I was recently at a networking event for corporate directors, and a question was posed to a panel and the audience: “Does a board need to have members with technology and cyber security experience to effectively manage risk for their company?”. I was quite surprised to hear several board members state that “No, they would look for more well-rounded members.” Now, this implies that people with technology and cyber security are, by default, not well rounded, which is a bit insulting. Forgetting for a moment the insult, I still found this statement to be amazing. Two of the biggest risks facing companies these days are technology disruption and cyber security. Hubris may therefore be keeping boards from addressing these risks most effectively by ensuring board members have real-life experience with managing technology disruption and cyber security risk.
Strangely, I have watched boards over the years strategically add board members specifically to bring specialized expertise to better manage risks such as Mergers & Acquisitions, Industry specific Legal or Regulatory items, Investor Relations, planning to go Public/Private, Global or Country/Region specific items, and many more. In every case, of course, the board found someone well-rounded who could contribute to the broad board agenda, but they also ensured the new board member had extensive experience in the area of risk management that the board and company strategicaly needed. Today’s new risks are no different, and for most boards, they absolutely need to strategically add members with well-rounded business experience to the board that also has extensive experience either managing technology/digital disruption or cyber security risk.
Now, I will admit that I am biased when it comes to technology disruption and cyber security risk management and expertise. As a former CIO for a Fortune 500 company, and a CIO for a Fortune 1000 company, I was responsible for making numerous presentations on both technology disruption and cyber security to our public company board of directors. Sadly, it was obvious that my audience just didn’t have the technical background, the expertise, and the relevant knowledge to adequately assess and question what was being presented to them. There were individuals who spent time reading up on topics like cyber security, and therefore they asked good questions, but, sadly, they were unable to adequately challenge my answers because their knowledge was thin, not deep. I also found it amazing that many board members were not intimately aware of what was happening in the broader industry with competitors and upstart companies. I certainly didn’t expect them to be intimately knowledgeable, but I expected them to at least have knowledge of the industry trends being driven by technology disruption, given how big a risk this is to companies in modern times. Because of these gaps, board members didn’t ask for risk assessments that included such topics as “How are you sure all your public facing servers are patched worldwide, and would an IP scan of all owned and hosted IP domains confirm this surety?”, or “There is a new competitor XYZ that has a ‘not quite as good’ new product that competes with our biggest revenue product, but at a lower price, and with new technology that is cloud based versus our on-premise software. This new technology could be incorporated into a lower cost, less feature-rich, version of our product, that could attract customers that don’t currently purchase our more expensive on-premise product. Is this being considered as both a growth strategy and as a way to hedge against this new cloud competitor solution?”

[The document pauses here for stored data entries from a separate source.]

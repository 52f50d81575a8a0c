use clap::Parser;
use canopy::cli::args::Cli;
use canopy::cli::commands::execute_command;
use canopy::cli::output;
use tracing::level_filters::LevelFilter;
use tracing_subscriber::fmt::format::FmtSpan;
use tracing_subscriber::layer::SubscriberExt;
use tracing_subscriber::util::SubscriberInitExt;
use tracing_subscriber::{fmt, Layer};

fn main() {
    let cli = Cli::parse();

    setup_logging(cli.debug);

    if let Err(e) = execute_command(&cli) {
        output::error(&e);
        std::process::exit(e.exit_code());
    }
}

fn setup_logging(verbosity: u8) {
    let filter = match verbosity {
        0 => LevelFilter::WARN,
        1 => LevelFilter::INFO,
        2 => LevelFilter::DEBUG,
        3 => LevelFilter::TRACE,
        _ => {
            eprintln!("Don't be crazy, max is -d -d -d");
            LevelFilter::TRACE
        }
    };

    let fmt_layer = fmt::layer()
        .with_writer(std::io::stderr)
        .with_target(true)
        .with_thread_names(false)
        .with_span_events(FmtSpan::ENTER | FmtSpan::CLOSE);

    tracing_subscriber::registry()
        .with(fmt_layer.with_filter(filter))
        .init();

    match filter {
        LevelFilter::INFO => tracing::info!("Debug mode: info"),
        LevelFilter::DEBUG => tracing::debug!("Debug mode: debug"),
        LevelFilter::TRACE => tracing::debug!("Debug mode: trace"),
        _ => {}
    }
}

#[cfg(test)]
mod tests {
    use super::*;
    use canopy::util::testing;

    // https://docs.rs/clap/latest/clap/_derive/_tutorial/index.html#testing
    #[test]
    fn verify_cli() {
        testing::init_test_setup();
        use clap::CommandFactory;
        Cli::command().debug_assert();
    }
}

Now, I realize both these quotes are self-serving, since they are based on easy-to-interpret risks that have been missed by many companies and reported endlessly in the press. However, the fact still stands, it would require a technology background to both (1) think to ask these questions in the manner stated, and (b) to have the knowledge to assess the answer and review or audit what data was provided as an answer.
Ultimately, as always, it all boils down to how effective the board is at managing risk. If the company is in an industry facing technology disruption, or if the company processes any PII, PCI, HIPAA, or other sensitive information, is the board managing risk effectively if they do not have people on the board who can adequately assess whether company management is responding to the technology disruption and cyber risk challenges? My answer is no, and I think only hubris prevents boards from logically accepting this reality.